(Exercise input Opens)
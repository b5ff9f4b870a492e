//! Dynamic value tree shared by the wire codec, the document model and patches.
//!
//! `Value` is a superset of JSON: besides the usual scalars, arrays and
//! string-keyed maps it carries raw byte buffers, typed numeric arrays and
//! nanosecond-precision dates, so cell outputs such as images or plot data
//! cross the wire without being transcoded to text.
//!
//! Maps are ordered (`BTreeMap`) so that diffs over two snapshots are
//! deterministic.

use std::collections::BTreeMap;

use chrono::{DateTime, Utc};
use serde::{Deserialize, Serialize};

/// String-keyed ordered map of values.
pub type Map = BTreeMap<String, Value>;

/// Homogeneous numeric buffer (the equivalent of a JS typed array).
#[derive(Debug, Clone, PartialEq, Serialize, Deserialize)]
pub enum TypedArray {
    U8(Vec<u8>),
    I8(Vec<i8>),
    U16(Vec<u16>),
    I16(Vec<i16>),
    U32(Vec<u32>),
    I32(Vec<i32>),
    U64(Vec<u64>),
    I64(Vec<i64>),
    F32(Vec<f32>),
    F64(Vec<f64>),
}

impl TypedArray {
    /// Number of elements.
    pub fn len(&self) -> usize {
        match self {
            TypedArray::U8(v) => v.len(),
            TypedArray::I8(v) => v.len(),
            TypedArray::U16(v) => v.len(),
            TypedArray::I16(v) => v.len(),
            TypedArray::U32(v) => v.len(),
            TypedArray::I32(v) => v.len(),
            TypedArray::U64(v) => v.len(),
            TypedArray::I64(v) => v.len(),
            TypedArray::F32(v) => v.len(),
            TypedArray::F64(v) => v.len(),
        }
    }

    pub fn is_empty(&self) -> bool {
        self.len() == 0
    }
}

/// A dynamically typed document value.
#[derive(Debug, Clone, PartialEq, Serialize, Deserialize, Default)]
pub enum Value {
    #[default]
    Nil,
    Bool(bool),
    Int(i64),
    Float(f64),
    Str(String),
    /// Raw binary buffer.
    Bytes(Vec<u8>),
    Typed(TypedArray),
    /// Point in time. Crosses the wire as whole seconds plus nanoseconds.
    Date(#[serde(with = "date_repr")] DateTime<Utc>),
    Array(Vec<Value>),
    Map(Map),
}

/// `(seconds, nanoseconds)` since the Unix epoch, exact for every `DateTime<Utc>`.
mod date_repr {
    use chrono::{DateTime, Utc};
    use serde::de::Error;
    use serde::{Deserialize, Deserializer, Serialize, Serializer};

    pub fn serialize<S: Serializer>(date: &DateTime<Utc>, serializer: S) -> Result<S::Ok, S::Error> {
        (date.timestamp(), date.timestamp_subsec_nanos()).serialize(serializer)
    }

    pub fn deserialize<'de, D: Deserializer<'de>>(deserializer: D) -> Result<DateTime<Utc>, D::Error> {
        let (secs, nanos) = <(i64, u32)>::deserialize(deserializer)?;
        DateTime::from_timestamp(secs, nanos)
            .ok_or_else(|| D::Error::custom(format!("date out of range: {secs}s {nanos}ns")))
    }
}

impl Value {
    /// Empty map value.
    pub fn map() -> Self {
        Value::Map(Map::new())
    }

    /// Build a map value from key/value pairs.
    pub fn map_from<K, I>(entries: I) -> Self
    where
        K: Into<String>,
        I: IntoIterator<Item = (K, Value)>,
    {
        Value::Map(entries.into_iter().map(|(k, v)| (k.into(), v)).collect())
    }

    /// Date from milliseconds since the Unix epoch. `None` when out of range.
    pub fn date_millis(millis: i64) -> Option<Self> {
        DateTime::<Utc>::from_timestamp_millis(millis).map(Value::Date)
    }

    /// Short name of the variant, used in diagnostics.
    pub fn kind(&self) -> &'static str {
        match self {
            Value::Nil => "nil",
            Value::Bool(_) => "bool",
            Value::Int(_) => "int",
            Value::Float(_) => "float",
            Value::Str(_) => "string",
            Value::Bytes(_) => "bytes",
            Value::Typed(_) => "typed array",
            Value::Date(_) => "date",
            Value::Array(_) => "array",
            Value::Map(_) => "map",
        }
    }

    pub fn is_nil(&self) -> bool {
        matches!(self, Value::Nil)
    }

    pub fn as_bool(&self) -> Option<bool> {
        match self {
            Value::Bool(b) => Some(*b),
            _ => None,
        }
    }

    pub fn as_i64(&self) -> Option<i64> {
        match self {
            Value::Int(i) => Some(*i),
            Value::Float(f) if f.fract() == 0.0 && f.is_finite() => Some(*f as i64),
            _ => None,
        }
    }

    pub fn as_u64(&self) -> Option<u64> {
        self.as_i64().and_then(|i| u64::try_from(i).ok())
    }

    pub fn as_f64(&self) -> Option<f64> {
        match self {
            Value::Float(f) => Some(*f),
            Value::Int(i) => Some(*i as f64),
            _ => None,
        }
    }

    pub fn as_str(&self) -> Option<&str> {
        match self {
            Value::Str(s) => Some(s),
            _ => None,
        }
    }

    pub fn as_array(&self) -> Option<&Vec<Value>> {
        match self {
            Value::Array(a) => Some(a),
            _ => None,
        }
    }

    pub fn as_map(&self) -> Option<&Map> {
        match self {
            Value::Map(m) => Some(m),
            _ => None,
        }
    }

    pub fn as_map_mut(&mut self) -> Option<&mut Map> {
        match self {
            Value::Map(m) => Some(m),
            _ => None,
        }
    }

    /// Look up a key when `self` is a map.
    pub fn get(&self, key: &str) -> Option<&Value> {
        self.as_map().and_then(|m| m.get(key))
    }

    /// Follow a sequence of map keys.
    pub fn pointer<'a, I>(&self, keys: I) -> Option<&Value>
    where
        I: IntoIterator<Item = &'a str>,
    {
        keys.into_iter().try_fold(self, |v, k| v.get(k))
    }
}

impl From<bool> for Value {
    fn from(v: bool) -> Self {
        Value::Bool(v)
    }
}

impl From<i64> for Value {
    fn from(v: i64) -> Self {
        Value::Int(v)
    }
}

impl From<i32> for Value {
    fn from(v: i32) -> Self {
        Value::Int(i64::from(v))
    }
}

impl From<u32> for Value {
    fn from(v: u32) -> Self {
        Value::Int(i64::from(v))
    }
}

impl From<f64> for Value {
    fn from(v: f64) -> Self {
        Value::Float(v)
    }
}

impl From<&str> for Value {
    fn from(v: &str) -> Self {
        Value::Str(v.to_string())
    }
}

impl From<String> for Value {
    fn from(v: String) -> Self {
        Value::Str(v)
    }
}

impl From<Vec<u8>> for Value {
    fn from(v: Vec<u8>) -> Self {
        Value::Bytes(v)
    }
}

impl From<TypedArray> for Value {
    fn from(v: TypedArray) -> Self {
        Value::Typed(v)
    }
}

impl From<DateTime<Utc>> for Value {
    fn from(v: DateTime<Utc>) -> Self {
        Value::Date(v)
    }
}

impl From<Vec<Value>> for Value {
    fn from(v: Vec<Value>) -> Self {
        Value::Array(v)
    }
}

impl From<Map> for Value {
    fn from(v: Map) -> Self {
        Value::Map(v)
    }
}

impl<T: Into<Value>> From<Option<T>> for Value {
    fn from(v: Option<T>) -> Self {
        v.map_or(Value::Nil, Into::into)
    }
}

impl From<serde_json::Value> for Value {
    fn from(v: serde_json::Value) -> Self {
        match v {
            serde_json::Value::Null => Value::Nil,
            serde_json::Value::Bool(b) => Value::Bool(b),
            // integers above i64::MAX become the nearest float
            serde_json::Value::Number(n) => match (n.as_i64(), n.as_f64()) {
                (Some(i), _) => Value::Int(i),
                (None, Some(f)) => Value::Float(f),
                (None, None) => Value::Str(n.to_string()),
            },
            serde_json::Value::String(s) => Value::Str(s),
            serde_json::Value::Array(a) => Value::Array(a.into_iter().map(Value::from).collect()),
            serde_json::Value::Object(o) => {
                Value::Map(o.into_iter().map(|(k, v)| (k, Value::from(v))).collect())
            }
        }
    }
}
(Exercise input Closes)
Aim of the task
How many lines of the records contain the string "Unix"? Respond with the number alone.

Expected answer
2